//! dualgen backends
//!
//! This module turns a validated [`IrProgram`] into two source files:
//!
//! ```text
//! IR → detection (once) → { babel pipeline → index.js, swc pipeline → lib.rs }
//! ```
//!
//! The two pipelines are pure functions over the same immutable IR and detection result;
//! [`DualCodegen`] runs them sequentially or on two threads.
//!
//! ## Module Organization
//!
//! - `detection.rs` - Usage scan deciding each backend's header
//! - `visitors.rs` - Visitor binding table resolution (shared by both backends)
//! - `scope.rs` - User types and local scopes
//! - `emitter.rs` - Low-level indented text writer
//! - `errors.rs` - Backend-local errors and warnings
//! - `swc/` - Rust (SWC `VisitMut`/`Visit`) backend
//! - `babel/` - JavaScript (Babel plugin) backend
//! - `codegen.rs` - Orchestration of both pipelines
//! - `project.rs` - Writing outputs (and an optional Cargo manifest) to disk

pub mod babel;
pub mod codegen;
pub mod detection;
pub mod emitter;
pub mod errors;
pub mod project;
pub mod scope;
pub mod swc;
pub mod visitors;

use std::collections::BTreeSet;
use std::fmt;

use dualgen_core::lang::builders::{self, NodeBuilder};
use dualgen_core::lang::node_kinds::{self, NodeKindId};
use dualgen_core::lang::registry::Target;

pub use codegen::{BackendResult, DualCodegen, DualOutput};
pub use detection::{Detection, SupportMarker, detect};
pub use errors::{CodegenError, CodegenResult, CodegenWarning};
pub use project::OutputWriter;

use crate::config::CodegenConfig;
use crate::ir::{IrExpr, IrFieldInit, IrModule, IrPattern, IrProgram, IrSpan, IrTopLevel, IrType};

/// One of the two code generation targets.
#[derive(Debug, Clone, Copy, PartialEq, Eq, Hash, PartialOrd, Ord, clap::ValueEnum)]
pub enum Backend {
    /// JavaScript output for Babel
    Babel,
    /// Rust output for SWC
    Swc,
}

impl Backend {
    pub const ALL: [Backend; 2] = [Backend::Babel, Backend::Swc];

    pub fn target(self) -> Target {
        match self {
            Backend::Babel => Target::Babel,
            Backend::Swc => Target::Swc,
        }
    }

    pub fn as_str(self) -> &'static str {
        self.target().as_str()
    }

    /// File written for this backend by `build`.
    pub fn output_file(self) -> &'static str {
        match self {
            Backend::Babel => "index.js",
            Backend::Swc => "lib.rs",
        }
    }
}

impl fmt::Display for Backend {
    fn fmt(&self, f: &mut fmt::Formatter<'_>) -> fmt::Result {
        f.write_str(self.as_str())
    }
}

/// A complete generated source file.
#[derive(Debug, Clone, PartialEq, Eq)]
pub struct GeneratedFile {
    pub backend: Backend,
    pub code: String,
    /// Support markers the header was built from
    pub markers: BTreeSet<SupportMarker>,
    pub warnings: Vec<CodegenWarning>,
}

/// Run the Babel pipeline.
pub fn generate_babel(
    program: &IrProgram,
    detection: &Detection,
    config: &CodegenConfig,
) -> CodegenResult<GeneratedFile> {
    babel::BabelCodegen::new(program, detection, config).generate()
}

/// Run the SWC pipeline.
pub fn generate_swc(program: &IrProgram, detection: &Detection, config: &CodegenConfig) -> CodegenResult<GeneratedFile> {
    swc::SwcCodegen::new(program, detection, config).generate()
}

/// Run one backend's pipeline.
pub fn generate(
    backend: Backend,
    program: &IrProgram,
    detection: &Detection,
    config: &CodegenConfig,
) -> CodegenResult<GeneratedFile> {
    match backend {
        Backend::Babel => generate_babel(program, detection, config),
        Backend::Swc => generate_swc(program, detection, config),
    }
}

/// The builder for a node literal of `kind`; every initialized field must be a builder argument.
pub(crate) fn node_builder(
    kind: NodeKindId,
    fields: &[IrFieldInit],
    backend: Backend,
    span: IrSpan,
) -> CodegenResult<&'static NodeBuilder> {
    let name = node_kinds::info_for(kind).name;
    let Some(builder) = builders::for_kind(kind) else {
        return Err(CodegenError::unsupported(format!("constructing `{}` nodes", name), backend, span));
    };
    if let Some(extra) = fields.iter().find(|f| builder.arg(&f.name).is_none()) {
        return Err(CodegenError::unsupported(
            format!("field `{}` in a `{}` literal", extra.name, name),
            backend,
            span,
        ));
    }
    Ok(builder)
}

fn scratch_program() -> IrProgram {
    IrProgram::new(IrTopLevel::Module(IrModule {
        name: "scratch".to_string(),
        items: Vec::new(),
        span: IrSpan::default(),
    }))
}

/// Render a single expression with one backend (outside any function).
pub fn render_expr(backend: Backend, expr: &IrExpr) -> CodegenResult<String> {
    let program = scratch_program();
    let detection = Detection::default();
    let config = CodegenConfig::default();
    match backend {
        Backend::Babel => babel::BabelCodegen::new(&program, &detection, &config).render_expr(expr),
        Backend::Swc => swc::SwcCodegen::new(&program, &detection, &config).render_expr(expr),
    }
}

/// Lowered form of a pattern, rendered as text for inspection.
#[derive(Debug, Clone, PartialEq, Eq)]
pub struct RenderedPattern {
    /// Native pattern (SWC) or combined condition (Babel)
    pub head: String,
    /// Guard conditions (SWC only)
    pub guards: Vec<String>,
    /// `(name, expression)` for every bound name, in binding order
    pub bindings: Vec<(String, String)>,
}

/// Lower a pattern matched against `scrutinee` (of type `scrutinee_ty`) with one backend.
pub fn render_pattern(
    backend: Backend,
    pattern: &IrPattern,
    scrutinee: &str,
    scrutinee_ty: Option<&IrType>,
) -> CodegenResult<RenderedPattern> {
    let program = scratch_program();
    let detection = Detection::default();
    let config = CodegenConfig::default();
    match backend {
        Backend::Babel => {
            let mut codegen = babel::BabelCodegen::new(&program, &detection, &config);
            let lowered = codegen.lower_pattern(pattern, scrutinee, scrutinee_ty, IrSpan::default())?;
            Ok(RenderedPattern {
                head: lowered.condition(),
                guards: Vec::new(),
                bindings: lowered.bindings,
            })
        }
        Backend::Swc => {
            let mut codegen = swc::SwcCodegen::new(&program, &detection, &config);
            let lowered = codegen.lower_pattern(pattern, scrutinee_ty, IrSpan::default())?;
            Ok(RenderedPattern {
                head: lowered.pattern,
                guards: lowered.guards,
                bindings: lowered.bindings,
            })
        }
    }
}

WORK TO COMPLETE —
Only a number is wanted here: how many lines in the data above include the string "header"?

SOLVED PROBLEM —
2